The gentleman from Hertfordshire who wrote to The Times yesterday expressing his incomprehension at football's tribal loyalties would doubtless have been more bewildered than ever by the sound and the fury at Anfield yesterday. The noise was unrelenting and the passion ubiquitous as English football's greatest rivals locked horns, but long before the smoke had cleared after six yellow cards and a single goal it was evident that Sir Alex Ferguson's hope that "we'll be talking about good football afterwards" had been unfulfilled.
All Ferguson had to discuss were a couple of half-chances and a horrific accidental injury to Alan Smith just before the finish. United players catching sight of the damage held their heads in their hands, and it was later confirmed as a broken leg and dislocated ankle. "It's the worst I've ever seen," Ferguson said. "Obviously it's a big blow, but that sums up our season. You need a bit of luck in the Cup and I think it went against us."
Like the goalless draw here in the Premiership five months ago and Manchester United's late, undeserved victory at Old Trafford last month, the quality of the football was disappointing. United bore the greater share of blame for that, failing to respond to Peter Crouch's 19th-minute goal in the manner of a team seeking a third successive FA Cup final and on a run of six victories in seven games.

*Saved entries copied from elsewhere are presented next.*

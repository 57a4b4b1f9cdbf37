use axum::extract::{Path, Query, State};
use axum::http::StatusCode;
use axum::response::{IntoResponse, Json, Response};
use serde::{Deserialize, Serialize};
use std::sync::Arc;
use std::time::Instant;
use tracing::info;

use crate::location::{Country, Location, NewCity, SearchResult};

use super::state::AppState;

const MAX_LIMIT: usize = 100;

// ─── Error response ──────────────────────────────────────────────

#[derive(Serialize)]
struct ApiErrorBody {
    error: String,
    code: u16,
}

pub struct ApiError(StatusCode, String);

impl IntoResponse for ApiError {
    fn into_response(self) -> Response {
        let body = ApiErrorBody {
            error: self.1,
            code: self.0.as_u16(),
        };
        (self.0, Json(body)).into_response()
    }
}

fn api_error(status: StatusCode, msg: impl Into<String>) -> ApiError {
    ApiError(status, msg.into())
}

fn check_limit(limit: Option<usize>) -> Result<Option<usize>, ApiError> {
    match limit {
        Some(0) => Err(api_error(StatusCode::BAD_REQUEST, "'limit' must be at least 1")),
        Some(n) if n > MAX_LIMIT => Err(api_error(
            StatusCode::BAD_REQUEST,
            format!("'limit' must be at most {}", MAX_LIMIT),
        )),
        other => Ok(other),
    }
}

fn elapsed_ms(start: Instant) -> f64 {
    start.elapsed().as_secs_f64() * 1000.0
}

// ─── GET /api/health ─────────────────────────────────────────────

#[derive(Serialize)]
pub struct HealthResponse {
    pub status: &'static str,
    pub version: &'static str,
    pub cache_entries: usize,
}

pub async fn health(State(state): State<Arc<AppState>>) -> Json<HealthResponse> {
    Json(HealthResponse {
        status: "ok",
        version: env!("CARGO_PKG_VERSION"),
        cache_entries: state.resolver.cache_len(),
    })
}

// ─── GET /api/locations/search ───────────────────────────────────

#[derive(Deserialize)]
pub struct SearchQuery {
    pub query: Option<String>,
    pub country: Option<String>,
    pub limit: Option<usize>,
}

pub async fn search(
    State(state): State<Arc<AppState>>,
    Query(params): Query<SearchQuery>,
) -> Result<Json<SearchResult>, ApiError> {
    let start = Instant::now();
    let limit = check_limit(params.limit)?;
    let query = params.query.as_deref().unwrap_or("");

    let result = state
        .resolver
        .search_locations(query, params.country.as_deref(), limit)
        .await;

    info!(
        query,
        total = result.total,
        elapsed_ms = elapsed_ms(start),
        "GET /api/locations/search"
    );
    Ok(Json(result))
}

// ─── GET /api/locations/popular ──────────────────────────────────

#[derive(Deserialize)]
pub struct PopularQuery {
    pub country: Option<String>,
    pub limit: Option<usize>,
}

pub async fn popular(
    State(state): State<Arc<AppState>>,
    Query(params): Query<PopularQuery>,
) -> Result<Json<Vec<Location>>, ApiError> {
    let start = Instant::now();
    let limit = check_limit(params.limit)?;
    let cities = state
        .resolver
        .get_popular_cities(params.country.as_deref(), limit)
        .await;

    info!(count = cities.len(), elapsed_ms = elapsed_ms(start), "GET /api/locations/popular");
    Ok(Json(cities))
}

// ─── GET /api/countries ──────────────────────────────────────────

pub async fn countries(State(state): State<Arc<AppState>>) -> Json<Vec<Country>> {
    Json(state.resolver.get_countries().await)
}

// ─── GET /api/locations/{id} ─────────────────────────────────────

pub async fn location_by_id(
    State(state): State<Arc<AppState>>,
    Path(id): Path<String>,
) -> Result<Json<Location>, ApiError> {
    state
        .resolver
        .get_location_by_id(&id)
        .await
        .map(Json)
        .ok_or_else(|| api_error(StatusCode::NOT_FOUND, format!("Location not found: '{}'", id)))
}

// ─── POST /api/locations/custom ──────────────────────────────────

#[derive(Deserialize)]
pub struct CustomLocationBody {
    pub name: String,
    pub country: Option<String>,
}

/// Echo a free-text entry back as an ephemeral location. Nothing is stored.
pub async fn custom_location(
    State(state): State<Arc<AppState>>,
    Json(body): Json<CustomLocationBody>,
) -> Result<Json<Location>, ApiError> {
    if body.name.trim().is_empty() {
        return Err(api_error(StatusCode::BAD_REQUEST, "'name' must not be empty"));
    }
    let country = body
        .country
        .as_deref()
        .unwrap_or_else(|| state.resolver.default_country());
    Ok(Json(Location::custom(&body.name, country)))
}

// ─── POST /api/cities ────────────────────────────────────────────

pub async fn add_city(
    State(state): State<Arc<AppState>>,
    Json(city): Json<NewCity>,
) -> Result<(StatusCode, Json<Location>), ApiError> {
    if city.name.trim().is_empty() || city.country.trim().is_empty() {
        return Err(api_error(StatusCode::BAD_REQUEST, "'name' and 'country' are required"));
    }
    match state.resolver.add_city(&city).await {
        Some(added) => Ok((StatusCode::CREATED, Json(added))),
        None => Err(api_error(StatusCode::BAD_GATEWAY, "City store rejected the new city")),
    }
}

// ─── PATCH /api/cities/{id}/popularity ───────────────────────────

#[derive(Deserialize)]
#[serde(rename_all = "camelCase")]
pub struct PopularityBody {
    #[serde(alias = "is_popular")]
    pub is_popular: bool,
}

pub async fn update_popularity(
    State(state): State<Arc<AppState>>,
    Path(id): Path<String>,
    Json(body): Json<PopularityBody>,
) -> Result<StatusCode, ApiError> {
    if state.resolver.update_city_popularity(&id, body.is_popular).await {
        Ok(StatusCode::NO_CONTENT)
    } else {
        Err(api_error(
            StatusCode::BAD_GATEWAY,
            format!("Could not update popularity for '{}'", id),
        ))
    }
}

As 6,500 United followers drifted away afterwards, the name of Roy Keane must have been on many lips. Smith's competitive edge, which will now be missing for the rest of the season, might have been expected to win him a place in midfield from the start, but Ferguson went for an unbalanced quartet with Ryan Giggs and Kieran Richardson in the centre and Cristiano Ronaldo out on the left. Darren Fletcher pushed infield from the right, leaving a gap outside him that Harry Kewell could have done more to exploit, especially after shaking Gary Neville up with a highly popular foul in the first three minutes.
Richardson ended up filling three different positions in five minutes either side of the interval, starting the second half at left-back after Louis Saha replaced Mikaël Silvestre. That led to Wayne Rooney moving to the left of midfield as the visiting supporters chanted "attack", but most of the time it was Liverpool on the counter-attack who looked the more likely to score.
So Ferguson's team are left to concentrate on next Sunday's Carling Cup final against Wigan as their only hope of avoiding a second season without a trophy, before making sure of securing second place in the Premiership ahead of Liverpool.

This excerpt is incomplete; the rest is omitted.